Coronavirus: BA suspends China flights as evacuation race begins
Unicef steps up medical support as death toll in outbreak rises to 132, travellers face fortnight's quarantine
British Airways has suspended all direct flights to and from China as the number of people who have died from the coronavirus rose to 132.
Although the airline is still operating flights to Hong Kong, there will be no direct flights to China in January or February. Officially, the airline has said flights remain suspended until the end of January while it assesses the situation.
The move follows travel advice from the Foreign Office telling UK citizens to avoid travelling to China. Diplomatic efforts are being stepped up by a number of countries, including Britain, to evacuate their citizens.
The US, Germany, Japan, Australia and Turkey are evacuating their citizens from Wuhan, which is at the epicentre of the new virus outbreak. Along with the UK, all plan to quarantine the evacuees for a fortnight as a precautionary measure.
Unicef announced it was shipping supplies to China to help with the medical mission there, including face masks and protective clothing, as the number of confirmed cases grows to almost 6,000 and the first case has been detected in the United Arab Emirates.
Researchers in Melbourne, Australia, were working on an antibody test which would enable medics to diagnose the coronavirus quickly and efficiently.
Overnight, Hong Kong’s stock market reopened after having been closed since last Thursday for Lunar New Year celebrations. The Hang Seng stock market fell by 3 per cent as traders and investors sold off amid fears that the effects of the coronavirus could be much worse than the SARS outbreak in 2003. China’s Shanghai Composite remains closed, as do many offices and factories around the country in an attempt to contain the spread of the virus.

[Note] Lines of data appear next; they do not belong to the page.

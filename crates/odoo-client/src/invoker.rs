//! Authenticated RPC invocation: the thin call layer everything else uses.
//!
//! Both the module sequencer and external callers route through
//! [`Client::call_method`]; the connected-gate lives here so no gated
//! operation ever reaches the wire without a live session.

use odoo_protocol::endpoints;
use serde::de::DeserializeOwned;
use serde_json::{Value, json};

use crate::connection::Client;
use crate::error::{Error, Result};

impl Client {
    /// Invokes `method` on `model` via the generic call endpoint.
    ///
    /// Gated on connection status: when no live session is held this fails
    /// with [`Error::NotConnected`] before any network activity. A
    /// structured server fault surfaces as [`Error::Rpc`] carrying the
    /// server's message.
    pub async fn call_method(
        &self,
        model: &str,
        method: &str,
        args: Vec<Value>,
        kwargs: Value,
    ) -> Result<Value> {
        if !self.is_connected() {
            return Err(Error::NotConnected);
        }

        let params = json!({
            "model": model,
            "method": method,
            "args": args,
            "kwargs": kwargs,
        });

        self.transport()
            .call(endpoints::CALL_KW, params, self.config().client.call_timeout)
            .await
    }

    /// Like [`call_method`](Client::call_method), deserializing the result.
    pub async fn call_method_typed<R: DeserializeOwned>(
        &self,
        model: &str,
        method: &str,
        args: Vec<Value>,
        kwargs: Value,
    ) -> Result<R> {
        let value = self.call_method(model, method, args, kwargs).await?;
        serde_json::from_value(value).map_err(Into::into)
    }

    /// `search_read` on `model` with pagination kwargs.
    ///
    /// Not gated at this layer; a dead transport fails on its own. Callers
    /// should prefer routing domain logic through
    /// [`call_method`](Client::call_method).
    pub async fn search_read(
        &self,
        model: &str,
        domain: Value,
        fields: Value,
        limit: u32,
        offset: u32,
    ) -> Result<Value> {
        let params = json!({
            "model": model,
            "method": "search_read",
            "args": [domain, fields],
            "kwargs": {"limit": limit, "offset": offset},
        });

        self.transport()
            .call(
                endpoints::SEARCH_READ,
                params,
                self.config().client.call_timeout,
            )
            .await
    }
}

The World Health Organisation (WHO) repeated that it was confident China can contain the coronavirus.
In the West, European stock markets continued their gentle rebound after Monday's panicked sell-off. The FTSE 100 index opened 0.15 per cent up and the CAC 40 was up 0.27 per cent while the DAX was broadly unchanged.
Tajinder Dhillon, senior research analyst at Refinitiv, said that as the coronavirus outbreak continues, Chinese and global airline stock prices have been negatively affected.
"Chinese airlines have seen a 13.9 per cent drop in value since the beginning of January compared to arise of 11.8 per cent this time last year. This also makes January 2020 the worst month for global and Chinese airlines since May 2019.”